◆ **WORK ITEM**:
Starting from the first line below, repeat the data exactly through to the last.

◆ **DATASET**:
'''
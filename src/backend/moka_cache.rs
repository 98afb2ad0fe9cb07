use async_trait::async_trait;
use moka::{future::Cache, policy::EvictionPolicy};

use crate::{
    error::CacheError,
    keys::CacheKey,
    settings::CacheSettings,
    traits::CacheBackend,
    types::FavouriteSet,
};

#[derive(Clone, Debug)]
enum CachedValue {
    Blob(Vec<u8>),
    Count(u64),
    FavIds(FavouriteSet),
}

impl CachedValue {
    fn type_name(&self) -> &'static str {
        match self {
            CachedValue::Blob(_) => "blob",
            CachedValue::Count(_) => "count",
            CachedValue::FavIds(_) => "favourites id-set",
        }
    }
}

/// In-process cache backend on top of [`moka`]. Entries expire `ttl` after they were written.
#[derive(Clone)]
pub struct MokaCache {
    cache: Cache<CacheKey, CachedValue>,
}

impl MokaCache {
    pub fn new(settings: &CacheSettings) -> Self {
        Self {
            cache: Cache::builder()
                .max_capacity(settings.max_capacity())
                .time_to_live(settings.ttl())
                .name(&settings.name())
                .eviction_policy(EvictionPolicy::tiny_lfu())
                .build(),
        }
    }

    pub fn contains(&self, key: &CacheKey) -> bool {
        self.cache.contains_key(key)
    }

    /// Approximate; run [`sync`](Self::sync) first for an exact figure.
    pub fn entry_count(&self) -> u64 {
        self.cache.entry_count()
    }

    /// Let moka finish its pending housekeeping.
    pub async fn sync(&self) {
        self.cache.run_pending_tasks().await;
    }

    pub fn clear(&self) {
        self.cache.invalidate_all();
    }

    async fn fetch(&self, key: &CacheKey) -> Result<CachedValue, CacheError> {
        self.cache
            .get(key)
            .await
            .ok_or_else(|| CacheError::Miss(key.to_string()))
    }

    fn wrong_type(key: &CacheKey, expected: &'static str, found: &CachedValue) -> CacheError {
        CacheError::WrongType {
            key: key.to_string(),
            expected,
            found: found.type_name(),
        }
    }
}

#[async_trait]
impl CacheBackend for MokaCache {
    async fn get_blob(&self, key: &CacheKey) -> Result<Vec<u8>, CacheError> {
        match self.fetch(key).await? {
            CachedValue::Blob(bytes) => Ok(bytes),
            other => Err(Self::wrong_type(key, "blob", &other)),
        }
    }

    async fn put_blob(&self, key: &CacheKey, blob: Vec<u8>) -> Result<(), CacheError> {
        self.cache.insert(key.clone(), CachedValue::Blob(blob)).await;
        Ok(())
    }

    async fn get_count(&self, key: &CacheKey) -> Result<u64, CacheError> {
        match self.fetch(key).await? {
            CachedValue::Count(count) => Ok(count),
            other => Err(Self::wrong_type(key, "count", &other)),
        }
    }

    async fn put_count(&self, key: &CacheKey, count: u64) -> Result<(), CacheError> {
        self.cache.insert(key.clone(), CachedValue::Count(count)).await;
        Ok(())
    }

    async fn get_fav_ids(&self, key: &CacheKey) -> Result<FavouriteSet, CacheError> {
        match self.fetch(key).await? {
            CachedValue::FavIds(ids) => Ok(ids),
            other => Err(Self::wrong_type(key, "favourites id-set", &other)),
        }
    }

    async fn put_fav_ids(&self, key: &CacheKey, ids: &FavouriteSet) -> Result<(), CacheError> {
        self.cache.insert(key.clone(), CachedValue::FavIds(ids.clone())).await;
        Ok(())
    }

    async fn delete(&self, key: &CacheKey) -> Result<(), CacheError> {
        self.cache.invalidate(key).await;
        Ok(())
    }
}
'''
◆ **EXPECTED OUTPUT**:
filename src/backend/moka_cache.rs
repository 98afb2ad0fe9cb07
use async_trait::async_trait;
use moka::{future::Cache, policy::EvictionPolicy};

use crate::{
    error::CacheError,
    keys::CacheKey,
    settings::CacheSettings,
    traits::CacheBackend,
    types::FavouriteSet,
};

#[derive(Clone, Debug)]
enum CachedValue {
    Blob(Vec<u8>),
    Count(u64),
    FavIds(FavouriteSet),
}

impl CachedValue {
    fn type_name(&self) -> &'static str {
        match self {
            CachedValue::Blob(_) => "blob",
            CachedValue::Count(_) => "count",
            CachedValue::FavIds(_) => "favourites id-set",
        }
    }
}

/// In-process cache backend on top of [`moka`]. Entries expire `ttl` after they were written.
#[derive(Clone)]
pub struct MokaCache {
    cache: Cache<CacheKey, CachedValue>,
}

impl MokaCache {
    pub fn new(settings: &CacheSettings) -> Self {
        Self {
            cache: Cache::builder()
                .max_capacity(settings.max_capacity())
                .time_to_live(settings.ttl())
                .name(&settings.name())
                .eviction_policy(EvictionPolicy::tiny_lfu())
                .build(),
        }
    }

    pub fn contains(&self, key: &CacheKey) -> bool {
        self.cache.contains_key(key)
    }

    /// Approximate; run [`sync`](Self::sync) first for an exact figure.
    pub fn entry_count(&self) -> u64 {
        self.cache.entry_count()
    }

    /// Let moka finish its pending housekeeping.
    pub async fn sync(&self) {
        self.cache.run_pending_tasks().await;
    }

    pub fn clear(&self) {
        self.cache.invalidate_all();
    }

    async fn fetch(&self, key: &CacheKey) -> Result<CachedValue, CacheError> {
        self.cache
            .get(key)
            .await
            .ok_or_else(|| CacheError::Miss(key.to_string()))
    }

    fn wrong_type(key: &CacheKey, expected: &'static str, found: &CachedValue) -> CacheError {
        CacheError::WrongType {
            key: key.to_string(),
            expected,
            found: found.type_name(),
        }
    }
}

#[async_trait]
impl CacheBackend for MokaCache {
    async fn get_blob(&self, key: &CacheKey) -> Result<Vec<u8>, CacheError> {
        match self.fetch(key).await? {
            CachedValue::Blob(bytes) => Ok(bytes),
            other => Err(Self::wrong_type(key, "blob", &other)),
        }
    }

    async fn put_blob(&self, key: &CacheKey, blob: Vec<u8>) -> Result<(), CacheError> {
        self.cache.insert(key.clone(), CachedValue::Blob(blob)).await;
        Ok(())
    }

    async fn get_count(&self, key: &CacheKey) -> Result<u64, CacheError> {
        match self.fetch(key).await? {
            CachedValue::Count(count) => Ok(count),
            other => Err(Self::wrong_type(key, "count", &other)),
        }
    }

    async fn put_count(&self, key: &CacheKey, count: u64) -> Result<(), CacheError> {
        self.cache.insert(key.clone(), CachedValue::Count(count)).await;
        Ok(())
    }

    async fn get_fav_ids(&self, key: &CacheKey) -> Result<FavouriteSet, CacheError> {
        match self.fetch(key).await? {
            CachedValue::FavIds(ids) => Ok(ids),
            other => Err(Self::wrong_type(key, "favourites id-set", &other)),
        }
    }

    async fn put_fav_ids(&self, key: &CacheKey, ids: &FavouriteSet) -> Result<(), CacheError> {
        self.cache.insert(key.clone(), CachedValue::FavIds(ids.clone())).await;
        Ok(())
    }

    async fn delete(&self, key: &CacheKey) -> Result<(), CacheError> {
        self.cache.invalidate(key).await;
        Ok(())
    }
}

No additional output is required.